Brief: Nothing but the lines from the start of the records through the line that contains "pub struct PropertyMetadata" is to be copied, and each is to be copied exactly.

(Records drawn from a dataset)
********************

//! Property metadata inspected by conventions.

use std::fmt;

use chrono::{NaiveDate, NaiveDateTime, NaiveTime};
use serde::Serialize;

/// Declared variants of an enum property.
#[derive(Debug, Clone, Copy, PartialEq, Eq)]
pub struct EnumInfo {
    /// Enum type name.
    pub name: &'static str,
    /// Variant names, in declaration order.
    pub variants: &'static [&'static str],
}

/// The type of a model property, as far as input rendering cares.
#[derive(Debug, Clone, PartialEq, Eq)]
pub enum PropertyType {
    String,
    Integer,
    Decimal,
    Boolean,
    DateTime,
    Enum(EnumInfo),
    /// Any other type, by name.
    Other(&'static str),
}

impl PropertyType {
    /// Returns the type name, used as the default partial name.
    pub fn type_name(&self) -> &'static str {
        match self {
            Self::String => "String",
            Self::Integer => "Integer",
            Self::Decimal => "Decimal",
            Self::Boolean => "Boolean",
            Self::DateTime => "DateTime",
            Self::Enum(info) => info.name,
            Self::Other(name) => *name,
        }
    }

    /// Returns the enum description for enum types.
    pub fn as_enum(&self) -> Option<&EnumInfo> {
        match self {
            Self::Enum(info) => Some(info),
            _ => None,
        }
    }
}

/// Display metadata attached to a property.
#[derive(Debug, Clone, Default, PartialEq, Eq)]
pub struct PropertyMetadata {
    /// Label override.
    pub label: Option<String>,
    /// Example text shown next to the input.
    pub example: Option<String>,
    /// Whether a value is required.
    pub required: bool,
    /// Partial name override.
    pub partial: Option<String>,
    /// Maximum length of the value.
    pub max_length: Option<usize>,
}

/// A model property: its name, type and metadata.
#[derive(Debug, Clone, PartialEq, Eq)]
pub struct PropertyInfo {
    pub name: String,
    pub property_type: PropertyType,
    pub metadata: PropertyMetadata,
}

impl PropertyInfo {
    /// Creates a property with empty metadata.
    pub fn new(name: impl Into<String>, property_type: PropertyType) -> Self {
        Self {
            name: name.into(),
            property_type,
            metadata: PropertyMetadata::default(),
        }
    }

    #[must_use]
    pub fn label(mut self, label: impl Into<String>) -> Self {
        self.metadata.label = Some(label.into());
        self
    }

    #[must_use]
    pub fn example(mut self, example: impl Into<String>) -> Self {
        self.metadata.example = Some(example.into());
        self
    }

    #[must_use]
    pub fn required(mut self) -> Self {
        self.metadata.required = true;
        self
    }

    #[must_use]
    pub fn partial(mut self, partial: impl Into<String>) -> Self {
        self.metadata.partial = Some(partial.into());
        self
    }

    #[must_use]
    pub fn max_length(mut self, max_length: usize) -> Self {
        self.metadata.max_length = Some(max_length);
        self
    }
}

/// The current value of a model property.
#[derive(Debug, Clone, PartialEq, Serialize)]
#[serde(untagged)]
pub enum PropertyValue {
    Null,
    Text(String),
    Integer(i64),
    Decimal(f64),
    Boolean(bool),
    DateTime(NaiveDateTime),
    /// An enum value, by variant name.
    Enum(&'static str),
}

impl PropertyValue {
    /// Returns whether the value is null.
    pub fn is_null(&self) -> bool {
        matches!(self, Self::Null)
    }
}

/// The string form of the value; null renders as the empty string.
impl fmt::Display for PropertyValue {
    fn fmt(&self, f: &mut fmt::Formatter<'_>) -> fmt::Result {
        match self {
            Self::Null => Ok(()),
            Self::Text(s) => f.write_str(s),
            Self::Integer(n) => write!(f, "{n}"),
            Self::Decimal(n) => write!(f, "{n}"),
            Self::Boolean(b) => write!(f, "{b}"),
            Self::DateTime(dt) => write!(f, "{dt}"),
            Self::Enum(name) => f.write_str(name),
        }
    }
}

/// A Rust type usable as a model property.
///
/// Implemented for common scalar types, `Option<T>`, and enums deriving
/// `InputEnum`.
pub trait InputProperty {
    /// Returns the property type.
    fn property_type() -> PropertyType;

    /// Returns the current value.
    fn to_property_value(&self) -> PropertyValue;
}

/// A unit-only enum rendered as a list of options.
pub trait InputEnum {
    /// Enum type name.
    const NAME: &'static str;
    /// Variant names, in declaration order.
    const VARIANTS: &'static [&'static str];

    /// Returns the name of this variant.
    fn variant_name(&self) -> &'static str;

    /// Returns the enum description.
    fn enum_info() -> EnumInfo {
        EnumInfo {
            name: Self::NAME,
            variants: Self::VARIANTS,
        }
    }
}

/// A model whose properties can be turned into inputs.
///
/// Usually derived with `#[derive(InputModel)]`.
pub trait InputModel {
    /// Returns the properties in declaration order.
    fn properties() -> Vec<PropertyInfo>;

    /// Returns the current value of a property, or null for unknown names.
    fn property_value(&self, name: &str) -> PropertyValue;
}

impl InputProperty for String {
    fn property_type() -> PropertyType {
        PropertyType::String
    }

    fn to_property_value(&self) -> PropertyValue {
        PropertyValue::Text(self.clone())
    }
}

impl InputProperty for bool {
    fn property_type() -> PropertyType {
        PropertyType::Boolean
    }

    fn to_property_value(&self) -> PropertyValue {
        PropertyValue::Boolean(*self)
    }
}

macro_rules! integer_property {
    ($($ty:ty),*) => {
        $(
            impl InputProperty for $ty {
                fn property_type() -> PropertyType {
                    PropertyType::Integer
                }

                fn to_property_value(&self) -> PropertyValue {
                    PropertyValue::Integer(i64::from(*self))
                }
            }
        )*
    };
}

integer_property!(i8, i16, i32, i64, u8, u16, u32);

impl InputProperty for f32 {
    fn property_type() -> PropertyType {
        PropertyType::Decimal
    }

    fn to_property_value(&self) -> PropertyValue {
        PropertyValue::Decimal(f64::from(*self))
    }
}

impl InputProperty for f64 {
    fn property_type() -> PropertyType {
        PropertyType::Decimal
    }

    fn to_property_value(&self) -> PropertyValue {
        PropertyValue::Decimal(*self)
    }
}

impl InputProperty for NaiveDateTime {
    fn property_type() -> PropertyType {
        PropertyType::DateTime
    }

    fn to_property_value(&self) -> PropertyValue {
        PropertyValue::DateTime(*self)
    }
}

impl InputProperty for NaiveDate {
    fn property_type() -> PropertyType {
        PropertyType::DateTime
    }

    fn to_property_value(&self) -> PropertyValue {
        PropertyValue::DateTime(self.and_time(NaiveTime::MIN))
    }
}

impl<T: InputProperty> InputProperty for Option<T> {
    fn property_type() -> PropertyType {
        T::property_type()
    }

    fn to_property_value(&self) -> PropertyValue {
        self.as_ref()
            .map_or(PropertyValue::Null, InputProperty::to_property_value)
    }
}
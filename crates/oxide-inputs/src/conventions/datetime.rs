//! Date/time properties.

use std::fmt::Write;

use chrono::NaiveDateTime;
use tracing::warn;

use super::default::base_view_model;
use super::property::{PropertyInfo, PropertyType, PropertyValue};
use super::view_model::{PropertyViewModel, ViewValue};
use super::{PropertyConvention, ViewModelContext};
use crate::config::DEFAULT_DATETIME_FORMAT;

/// Partial used for date/time properties.
pub const DATETIME_PARTIAL: &str = "DateTime";

/// Formats date/time values with a chrono format string.
#[derive(Debug, Clone)]
pub struct DateTimePropertyConvention {
    format: String,
}

impl DateTimePropertyConvention {
    /// Creates the convention with the default format.
    pub fn new() -> Self {
        Self::with_format(DEFAULT_DATETIME_FORMAT)
    }

    /// Creates the convention with a custom format.
    pub fn with_format(format: impl Into<String>) -> Self {
        Self {
            format: format.into(),
        }
    }
}

impl DateTimePropertyConvention {
    fn format(&self, dt: &NaiveDateTime) -> String {
        let mut text = String::new();
        if write!(text, "{}", dt.format(&self.format)).is_err() {
            warn!(format = %self.format, "invalid date/time format, using default");
            text = dt.to_string();
        }
        text
    }
}

impl Default for DateTimePropertyConvention {
    fn default() -> Self {
        Self::new()
    }
}

impl PropertyConvention for DateTimePropertyConvention {
    fn can_handle(&self, property: &PropertyInfo) -> bool {
        property.property_type == PropertyType::DateTime
    }

    fn create(
        &self,
        property: &PropertyInfo,
        value: &PropertyValue,
        context: &ViewModelContext,
    ) -> PropertyViewModel {
        let mut view_model = base_view_model(property, value, context);
        if let PropertyValue::DateTime(dt) = value {
            view_model.value = ViewValue::Text(self.format(dt));
        }
        if property.metadata.partial.is_none() {
            view_model.partial_name = DATETIME_PARTIAL.to_string();
        }
        view_model
    }
}

#[cfg(test)]
mod tests {
    use chrono::NaiveDate;

    use super::*;

    fn created_at() -> PropertyValue {
        let dt = NaiveDate::from_ymd_opt(2024, 1, 15)
            .unwrap()
            .and_hms_opt(10, 30, 0)
            .unwrap();
        PropertyValue::DateTime(dt)
    }

    #[test]
    fn test_default_format() {
        let property = PropertyInfo::new("CreatedAt", PropertyType::DateTime);
        let vm = DateTimePropertyConvention::new().create(
            &property,
            &created_at(),
            &ViewModelContext::new(),
        );
        assert_eq!(vm.partial_name, "DateTime");
        assert_eq!(vm.value, ViewValue::Text("2024-01-15 10:30".to_string()));
    }

    #[test]
    fn test_custom_format() {
        let property = PropertyInfo::new("CreatedAt", PropertyType::DateTime);
        let vm = DateTimePropertyConvention::with_format("%d/%m/%Y")
            .create(&property, &created_at(), &ViewModelContext::new());
        assert_eq!(vm.value, ViewValue::Text("15/01/2024".to_string()));
    }

    #[test]
    fn test_invalid_format_falls_back() {
        let property = PropertyInfo::new("CreatedAt", PropertyType::DateTime);
        let vm = DateTimePropertyConvention::with_format("%Q")
            .create(&property, &created_at(), &ViewModelContext::new());
        assert_eq!(vm.value, ViewValue::Text("2024-01-15 10:30:00".to_string()));
    }

    #[test]
    fn test_null_value() {
        let property = PropertyInfo::new("CreatedAt", PropertyType::DateTime);
        let vm = DateTimePropertyConvention::new().create(
            &property,
            &PropertyValue::Null,
            &ViewModelContext::new(),
        );
        assert_eq!(vm.value, ViewValue::Null);
    }
}
//! Fallback convention used for any property.

use std::sync::LazyLock;

use regex::Regex;

use super::property::{PropertyInfo, PropertyValue};
use super::view_model::{PropertyViewModel, ViewValue, FIELD_LAYOUT};
use super::{PropertyConvention, ViewModelContext};
use crate::html::id_from_name;

static WORD_BOUNDARY: LazyLock<Regex> =
    LazyLock::new(|| Regex::new(r"([a-z0-9])([A-Z])").expect("word boundary pattern is valid"));

/// Turns a member name into a label: `FirstName` becomes `First Name`,
/// `first_name` becomes `First name`.
pub fn label_from_name(name: &str) -> String {
    let spaced = WORD_BOUNDARY.replace_all(name, "$1 $2").replace('_', " ");
    let spaced = spaced.split_whitespace().collect::<Vec<_>>().join(" ");
    let mut chars = spaced.chars();
    match chars.next() {
        Some(first) => first.to_uppercase().chain(chars).collect(),
        None => String::new(),
    }
}

/// Builds the view-model shared by all conventions.
///
/// The value is the property value's string form, or null.
pub fn base_view_model(
    property: &PropertyInfo,
    value: &PropertyValue,
    context: &ViewModelContext,
) -> PropertyViewModel {
    let name = context.field_name(&property.name);
    let metadata = &property.metadata;

    PropertyViewModel {
        id: id_from_name(&name),
        name,
        label: metadata
            .label
            .clone()
            .unwrap_or_else(|| label_from_name(&property.name)),
        example: metadata.example.clone(),
        required: metadata.required,
        max_length: metadata.max_length,
        partial_name: metadata
            .partial
            .clone()
            .unwrap_or_else(|| property.property_type.type_name().to_string()),
        layout: FIELD_LAYOUT.to_string(),
        type_name: property.property_type.type_name().to_string(),
        value: if value.is_null() {
            ViewValue::Null
        } else {
            ViewValue::Text(value.to_string())
        },
    }
}

/// Handles every property; always last in the priority list.
#[derive(Debug, Clone, Copy, Default)]
pub struct DefaultPropertyConvention;

impl PropertyConvention for DefaultPropertyConvention {
    fn can_handle(&self, _property: &PropertyInfo) -> bool {
        true
    }

    fn create(
        &self,
        property: &PropertyInfo,
        value: &PropertyValue,
        context: &ViewModelContext,
    ) -> PropertyViewModel {
        base_view_model(property, value, context)
    }
}

#[cfg(test)]
mod tests {
    use super::*;
    use crate::conventions::property::PropertyType;

    #[test]
    fn test_label_from_name() {
        assert_eq!(label_from_name("FirstName"), "First Name");
        assert_eq!(label_from_name("first_name"), "First name");
        assert_eq!(label_from_name("price"), "Price");
        assert_eq!(label_from_name("HTTPPort"), "HTTPPort");
        assert_eq!(label_from_name("ZipCode2Digits"), "Zip Code2 Digits");
        assert_eq!(label_from_name(""), "");
    }

    #[test]
    fn test_base_view_model() {
        let property = PropertyInfo::new("UnitPrice", PropertyType::Decimal)
            .example("9.99")
            .required();
        let vm = base_view_model(
            &property,
            &PropertyValue::Decimal(12.5),
            &ViewModelContext::new(),
        );
        assert_eq!(vm.name, "UnitPrice");
        assert_eq!(vm.id, "UnitPrice");
        assert_eq!(vm.label, "Unit Price");
        assert_eq!(vm.partial_name, "Decimal");
        assert_eq!(vm.layout, "Field");
        assert_eq!(vm.value, ViewValue::Text("12.5".to_string()));
        assert!(vm.required);
        assert!(vm.has_example());
    }

    #[test]
    fn test_metadata_overrides() {
        let property = PropertyInfo::new("password", PropertyType::String)
            .label("Your password")
            .partial("Password");
        let vm = DefaultPropertyConvention.create(
            &property,
            &PropertyValue::Null,
            &ViewModelContext::new().prefix("Account"),
        );
        assert_eq!(vm.name, "Account.password");
        assert_eq!(vm.id, "Account_password");
        assert_eq!(vm.label, "Your password");
        assert_eq!(vm.partial_name, "Password");
        assert_eq!(vm.type_name, "String");
        assert_eq!(vm.value, ViewValue::Null);
    }
}
//! Pentatope - 4D Path Tracing
//!
//! A Monte Carlo path tracer for scenes living in four-dimensional space,
//! rendered to ordinary 2D images through a camera that looks along +W.
//! Space may be filled with a homogeneous scattering medium.

mod accel;
mod bucket;
mod bvh;
mod camera;
mod error;
mod geometry;
mod light;
mod material;
mod renderer;
mod sampler;
mod scene;
mod tonemap;

#[cfg(test)]
mod testing;

pub use accel::{Accel, BruteForceAccel, ObjectHit};
pub use bucket::{generate_buckets, render_bucket, Bucket, BucketResult, TileJob, TileQueue, DEFAULT_BUCKET_SIZE};
pub use bvh::{BvhAccel, LEAF_MAX_SIZE};
pub use camera::Camera;
pub use error::{PhysicsError, PhysicsResult, RenderError};
pub use geometry::{Cuboid, Disc, Geometry, MicroGeometry, Obb, Plane, Sphere, Tetrahedron};
pub use light::{Light, PointLight};
pub use material::{Bsdf, Material, Spectrum};
pub use renderer::{render_pixel, ImageBuffer, RenderConfig};
pub use sampler::{Sampler, DEFAULT_SEED};
pub use scene::{AccelStrategy, Object, Scene, SurfaceHit, EPSILON_SURFACE_OFFSET};
pub use tonemap::tonemap;

/// Re-export common math types from penta_math
pub use penta_math::{Aabb, Interval, Pose, Ray, Vec3, Vec4};
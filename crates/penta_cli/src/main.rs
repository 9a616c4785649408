//! `pentatope`: render a JSON task (or the builtin cornell tesseract) to PNG,
//! optionally keeping the linear radiance as Radiance HDR.

mod cli;
mod logger;

use std::fs::File;
use std::io::BufWriter;
use std::path::Path;
use std::time::Instant;

use anyhow::{Context, Result};
use clap::Parser;
use image::codecs::hdr::HdrEncoder;
use penta_loader::{build_render_task, cornell_task, load_render_task, RenderTask};
use penta_renderer::{tonemap, ImageBuffer, Sampler};

use crate::cli::Args;
use crate::logger::init_logger;

/// Samples per pixel for --cornell when -s is not given.
const CORNELL_SAMPLES: u32 = 16;

fn main() -> Result<()> {
    let args = Args::parse();
    init_logger(args.log_level.into());
    run(&args)
}

fn run(args: &Args) -> Result<()> {
    let start = Instant::now();
    let mut task = load_task(args)?;
    apply_overrides(&mut task, args);
    log::info!(
        "Loaded task in {:.2?}: {}x{}, {} spp, depth {}, seed {}",
        start.elapsed(),
        task.camera.width,
        task.camera.height,
        task.config.samples_per_pixel,
        task.config.max_depth,
        task.seed
    );

    let mut sampler = Sampler::new(task.seed);
    let hdr = task
        .camera
        .render(&task.scene, &mut sampler, &task.config)
        .context("render failed")?;

    let ldr = tonemap(&hdr);
    ldr.save(&args.output)
        .with_context(|| format!("failed to write {}", args.output.display()))?;
    log::info!("Wrote {}", args.output.display());

    if let Some(path) = &args.hdr {
        write_hdr(path, &hdr)?;
        log::info!("Wrote {}", path.display());
    }

    log::info!("Total time: {:.2?}", start.elapsed());
    Ok(())
}

fn load_task(args: &Args) -> Result<RenderTask> {
    if args.cornell {
        let desc = cornell_task(args.width, args.height, args.samples.unwrap_or(CORNELL_SAMPLES));
        return build_render_task(&desc).context("failed to build the cornell tesseract");
    }
    // clap guarantees a task path whenever --cornell is absent
    let path = args.task.as_deref().context("no render task given")?;
    load_render_task(path).with_context(|| format!("failed to load render task {}", path.display()))
}

fn apply_overrides(task: &mut RenderTask, args: &Args) {
    if let Some(samples) = args.samples {
        task.config.samples_per_pixel = samples;
    }
    if let Some(depth) = args.max_depth {
        task.config.max_depth = depth;
    }
    if let Some(threads) = args.threads {
        task.config.n_threads = threads;
    }
    if let Some(seed) = args.seed {
        task.seed = seed;
    }
}

fn write_hdr(path: &Path, image: &ImageBuffer) -> Result<()> {
    let file = File::create(path).with_context(|| format!("failed to create {}", path.display()))?;
    let pixels: Vec<_> = image.to_rgb32f().pixels().copied().collect();
    HdrEncoder::new(BufWriter::new(file))
        .encode(&pixels, image.width as usize, image.height as usize)
        .with_context(|| format!("failed to encode {}", path.display()))
}
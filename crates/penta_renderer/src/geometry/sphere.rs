use super::{pad_bounds, MicroGeometry};
use crate::error::{check_finite, check_positive, PhysicsResult};
use penta_math::{Aabb, Ray, Vec4};

/// A solid 4-ball. Normals point outward.
#[derive(Debug, Clone, PartialEq)]
pub struct Sphere {
    center: Vec4,
    radius: f32,
}

impl Sphere {
    pub fn new(center: Vec4, radius: f32) -> PhysicsResult<Self> {
        Ok(Self {
            center: check_finite("sphere center", center)?,
            radius: check_positive("sphere radius", radius)?,
        })
    }

    pub fn center(&self) -> Vec4 {
        self.center
    }

    pub fn radius(&self) -> f32 {
        self.radius
    }

    pub fn intersect(&self, ray: &Ray) -> Option<MicroGeometry> {
        let oc = ray.origin - self.center;
        let a = ray.direction.length_squared();
        if a == 0.0 {
            return None;
        }
        let half_b = oc.dot(ray.direction);
        let c = oc.length_squared() - self.radius * self.radius;

        let discriminant = half_b * half_b - a * c;
        if discriminant < 0.0 {
            return None;
        }
        let sqrtd = discriminant.sqrt();

        // Find the nearest root in the positive range
        let near = (-half_b - sqrtd) / a;
        let far = (-half_b + sqrtd) / a;
        let t = if near > 0.0 {
            near
        } else if far > 0.0 {
            far
        } else {
            return None;
        };

        let pos = ray.at(t);
        let normal = (pos - self.center).normalize();
        Some(MicroGeometry::new(pos, normal))
    }

    pub fn bounds(&self) -> Aabb {
        let r = Vec4::splat(self.radius);
        pad_bounds(Aabb::new(self.center - r, self.center + r))
    }
}
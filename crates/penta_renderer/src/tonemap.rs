//! Linear radiance to 8-bit sRGB-ish output.

use crate::renderer::ImageBuffer;
use image::{Rgb, RgbImage};

/// Gamma applied after exposure normalization.
const GAMMA: f32 = 2.2;

/// Pixels brighter than this fraction of the image are clipped to white.
const REFERENCE_PERCENTILE: f64 = 0.99;

/// Map a radiance image to 8-bit RGB.
///
/// Exposure is set so the 99th percentile of per-pixel peak channel maps to
/// full white. An image whose reference is zero or not finite comes out black.
pub fn tonemap(hdr: &ImageBuffer) -> RgbImage {
    let mut peaks: Vec<f32> = hdr.pixels.iter().map(|c| c.max_element()).collect();
    if peaks.is_empty() {
        return RgbImage::new(hdr.width, hdr.height);
    }
    peaks.sort_unstable_by(f32::total_cmp);

    let index = ((peaks.len() as f64 * REFERENCE_PERCENTILE) as usize).min(peaks.len() - 1);
    let reference = peaks[index];
    log::info!("Tonemap: min={} 99%={}", peaks[0], reference);

    let scale = if reference > 0.0 && reference.is_finite() {
        reference.recip()
    } else {
        0.0
    };
    RgbImage::from_fn(hdr.width, hdr.height, |x, y| {
        let c = hdr.get(x, y) * scale;
        Rgb([encode(c.x), encode(c.y), encode(c.z)])
    })
}

fn encode(value: f32) -> u8 {
    // Also rejects NaN
    if !(value > 0.0) {
        return 0;
    }
    (value.powf(GAMMA.recip()) * 255.0).round().min(255.0) as u8
}
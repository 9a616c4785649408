//! Seedable random streams with deterministic splitting.

use penta_math::Vec4;
use rand::{Rng, RngCore, SeedableRng};
use rand_distr::Exp1;
use rand_xoshiro::Xoshiro256PlusPlus;

/// Seed used by [`Sampler::default`].
pub const DEFAULT_SEED: u64 = 5489;

/// A random stream owned by exactly one thread at a time.
#[derive(Debug, Clone)]
pub struct Sampler {
    rng: Xoshiro256PlusPlus,
}

impl Default for Sampler {
    fn default() -> Self {
        Self::new(DEFAULT_SEED)
    }
}

impl Sampler {
    pub fn new(seed: u64) -> Self {
        Self {
            rng: Xoshiro256PlusPlus::seed_from_u64(seed),
        }
    }

    /// Derive `n` independent child streams.
    ///
    /// Each child is seeded from one draw of this stream, so the parent
    /// advances too and stays independent of its children.
    pub fn split(&mut self, n: usize) -> Vec<Sampler> {
        (0..n).map(|_| Sampler::new(self.rng.next_u64())).collect()
    }

    pub fn next_u64(&mut self) -> u64 {
        self.rng.next_u64()
    }

    /// Uniform value in `[lo, hi)`.
    pub fn uniform(&mut self, lo: f32, hi: f32) -> f32 {
        lo + (hi - lo) * self.rng.gen::<f32>()
    }

    /// Uniform direction on the half of S³ around `normal`.
    pub fn uniform_hemisphere(&mut self, normal: Vec4) -> Vec4 {
        let dir = self.uniform_sphere();
        if dir.dot(normal) < 0.0 {
            -dir
        } else {
            dir
        }
    }

    /// Uniform direction on S³, by rejection from the 4-cube.
    pub fn uniform_sphere(&mut self) -> Vec4 {
        loop {
            let v = Vec4::new(
                self.uniform(-1.0, 1.0),
                self.uniform(-1.0, 1.0),
                self.uniform(-1.0, 1.0),
                self.uniform(-1.0, 1.0),
            );
            let len_sq = v.length_squared();
            if len_sq <= 1.0 && len_sq > 1e-12 {
                return v / len_sq.sqrt();
            }
        }
    }

    /// Distance to the next scattering event in a medium with mean free path `sigma`.
    pub fn free_path(&mut self, sigma: f32) -> f32 {
        let unit: f32 = self.rng.sample(Exp1);
        unit * sigma
    }
}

********************

Response for this exercise:
//! Property metadata inspected by conventions.

use std::fmt;

use chrono::{NaiveDate, NaiveDateTime, NaiveTime};
use serde::Serialize;

/// Declared variants of an enum property.
#[derive(Debug, Clone, Copy, PartialEq, Eq)]
pub struct EnumInfo {
    /// Enum type name.
    pub name: &'static str,
    /// Variant names, in declaration order.
    pub variants: &'static [&'static str],
}

/// The type of a model property, as far as input rendering cares.
#[derive(Debug, Clone, PartialEq, Eq)]
pub enum PropertyType {
    String,
    Integer,
    Decimal,
    Boolean,
    DateTime,
    Enum(EnumInfo),
    /// Any other type, by name.
    Other(&'static str),
}

impl PropertyType {
    /// Returns the type name, used as the default partial name.
    pub fn type_name(&self) -> &'static str {
        match self {
            Self::String => "String",
            Self::Integer => "Integer",
            Self::Decimal => "Decimal",
            Self::Boolean => "Boolean",
            Self::DateTime => "DateTime",
            Self::Enum(info) => info.name,
            Self::Other(name) => *name,
        }
    }

    /// Returns the enum description for enum types.
    pub fn as_enum(&self) -> Option<&EnumInfo> {
        match self {
            Self::Enum(info) => Some(info),
            _ => None,
        }
    }
}

/// Display metadata attached to a property.
#[derive(Debug, Clone, Default, PartialEq, Eq)]
pub struct PropertyMetadata {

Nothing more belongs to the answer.